Eles ficaram se encarando. Ela na rua e ele do lado de dentro da vitrine. Da primeira vez, logo que a menina viu aquele potinho de doce na padaria da esquina, andou bem devagar para ficar olhando por mais tempo. Era branco com pedacinhos coloridos, daí não teve como não lembrar rapidamente da sobremesa que ela sempre fazia para a família no natal. Parecia o mesmo doce que ela tratava como uma espécie de tradição só dela: fazer as gelatinas de cores bem diferentes, cortar em cubinhos e misturar ao leite condensado com creme de leite. Foi seguindo seu caminho e o potinho ficou ali onde estava. No dia seguinte, ela fez o mesmo trajeto e lá estava ele de novo, no mesmo lugar. A garota parou por alguns segundos e pensou na possibilidade de experimentar. Instantaneamente surgiu uma série de desculpas para ir embora como o compromisso, a pressa, o tamanho da fila, a falta de dinheiro ou a preguiça. Até certos argumentos bestas como o calor, medo de o doce estar estragado e o cansaço se aproximaram caso as outras desculpas não conseguissem ser convincentes. 

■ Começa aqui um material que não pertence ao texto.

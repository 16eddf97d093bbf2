//! Bearer-token authentication middleware

use axum::{
    body::Body,
    extract::State,
    http::{header, Request, StatusCode},
    middleware::Next,
    response::{IntoResponse, Response},
    Json,
};
use jsonwebtoken::errors::ErrorKind;

use crate::domain::{Actor, UserRole};
use crate::infrastructure::crypto::jwt::{verify_token, JwtConfig, TokenClaims};
use crate::interfaces::http::common::ApiResponse;

#[derive(Debug)]
pub enum AuthError {
    MissingToken,
    InvalidToken,
    ExpiredToken,
}

#[derive(Clone)]
pub struct AuthState {
    pub jwt_config: JwtConfig,
}

/// Identity placed in request extensions by [`auth_middleware`].
#[derive(Clone, Debug)]
pub struct AuthenticatedUser {
    pub user_id: String,
    pub username: String,
    pub role: UserRole,
}

impl AuthenticatedUser {
    fn from_claims(claims: TokenClaims) -> Option<Self> {
        let role = claims.role.parse::<UserRole>().ok()?;
        Some(Self {
            user_id: claims.sub,
            username: claims.username,
            role,
        })
    }

    pub fn actor(&self) -> Actor {
        Actor::new(self.user_id.clone(), self.role)
    }

    pub fn is_admin(&self) -> bool {
        self.role == UserRole::Admin
    }
}

fn bearer_token(request: &Request<Body>) -> Option<&str> {
    request
        .headers()
        .get(header::AUTHORIZATION)
        .and_then(|h| h.to_str().ok())
        .and_then(|h| h.strip_prefix("Bearer "))
        .map(str::trim)
}

fn authenticate(token: &str, config: &JwtConfig) -> Result<AuthenticatedUser, AuthError> {
    let claims = verify_token(token, config).map_err(|e| match e.kind() {
        ErrorKind::ExpiredSignature => AuthError::ExpiredToken,
        _ => AuthError::InvalidToken,
    })?;
    AuthenticatedUser::from_claims(claims).ok_or(AuthError::InvalidToken)
}

/// Reject the request unless it carries a valid `Authorization: Bearer <jwt>`.
pub async fn auth_middleware(
    State(auth_state): State<AuthState>,
    mut request: Request<Body>,
    next: Next,
) -> Response {
    let user = match bearer_token(&request) {
        None => Err(AuthError::MissingToken),
        Some(token) => authenticate(token, &auth_state.jwt_config),
    };
    match user {
        Ok(user) => {
            request.extensions_mut().insert(user);
            next.run(request).await
        }
        Err(err) => auth_error_response(err),
    }
}

/// Attach the user when a valid token is present; never rejects.
pub async fn optional_auth_middleware(
    State(auth_state): State<AuthState>,
    mut request: Request<Body>,
    next: Next,
) -> Response {
    let user = bearer_token(&request).and_then(|t| authenticate(t, &auth_state.jwt_config).ok());
    if let Some(user) = user {
        request.extensions_mut().insert(user);
    }
    next.run(request).await
}

fn auth_error_response(error: AuthError) -> Response {
    let message = match error {
        AuthError::MissingToken => "Missing authentication token",
        AuthError::InvalidToken => "Invalid authentication token",
        AuthError::ExpiredToken => "Token has expired",
    };
    (StatusCode::UNAUTHORIZED, Json(ApiResponse::<()>::error(message))).into_response()
}

#[cfg(test)]
mod tests {
    use super::*;
    use axum::routing::get;
    use axum::{middleware, Extension, Router};
    use tower::ServiceExt;

    use crate::infrastructure::crypto::jwt::create_token;

    fn config() -> JwtConfig {
        JwtConfig {
            secret: "test-secret".into(),
            expiration_hours: 1,
            issuer: "campus-service".into(),
        }
    }

    async fn whoami(Extension(user): Extension<AuthenticatedUser>) -> String {
        format!("{}:{}", user.user_id, user.role)
    }

    fn app() -> Router {
        Router::new()
            .route("/me", get(whoami))
            .layer(middleware::from_fn_with_state(AuthState { jwt_config: config() }, auth_middleware))
    }

    async fn call(auth: Option<String>) -> (StatusCode, String) {
        let mut req = Request::builder().uri("/me");
        if let Some(auth) = auth {
            req = req.header(header::AUTHORIZATION, auth);
        }
        let resp = app().oneshot(req.body(Body::empty()).unwrap()).await.unwrap();
        let status = resp.status();
        let bytes = axum::body::to_bytes(resp.into_body(), usize::MAX).await.unwrap();
        (status, String::from_utf8(bytes.to_vec()).unwrap())
    }

    #[tokio::test]
    async fn valid_token_reaches_handler() {
        let token = create_token("u-1", "ann", "TEACHER", &config()).unwrap();
        let (status, body) = call(Some(format!("Bearer {}", token))).await;
        assert_eq!(status, StatusCode::OK);
        assert_eq!(body, "u-1:TEACHER");
    }

    #[tokio::test]
    async fn missing_header_is_unauthorized() {
        let (status, body) = call(None).await;
        assert_eq!(status, StatusCode::UNAUTHORIZED);
        assert!(body.contains("Missing authentication token"));
    }

    #[tokio::test]
    async fn foreign_signature_is_rejected() {
        let other = JwtConfig {
            secret: "other".into(),
            ..config()
        };
        let token = create_token("u-1", "ann", "ADMIN", &other).unwrap();
        let (status, _) = call(Some(format!("Bearer {}", token))).await;
        assert_eq!(status, StatusCode::UNAUTHORIZED);
    }

    #[tokio::test]
    async fn unknown_role_is_rejected() {
        let token = create_token("u-1", "ann", "operator", &config()).unwrap();
        let (status, _) = call(Some(format!("Bearer {}", token))).await;
        assert_eq!(status, StatusCode::UNAUTHORIZED);
    }
}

Fato é que por vários dias ela esteve ali naquela porta e sequer conseguiu entrar. Algumas forças a puxavam para o outro lado da rua e outras a empurravam para longe da padaria. Os dias se passaram e ao olhar novamente para a vitrine sentiu uma leve irritação. Um monte de saladas de fruta havia roubado o espaço, quase que sagrado, daquele doce. A garota encarou como coisa do destino e tratou de pensar que aquele era um sinal para que a aproximação não acontecesse, afinal, justamente no dia em que iria realmente comprar, não poderia. E na manhã seguinte, lá estava ele no lugar reservado. As velhas desculpas apareceram, mas a menina só se deu conta quando se sentou e estava com o potinho nas mãos. O preço foi caro em relação à quantidade, mas não houve arrependimento. Também não foi o melhor doce que ela comeu na vida. Só representava algo que a garota tanto queria e conseguiu. E isso já era bom.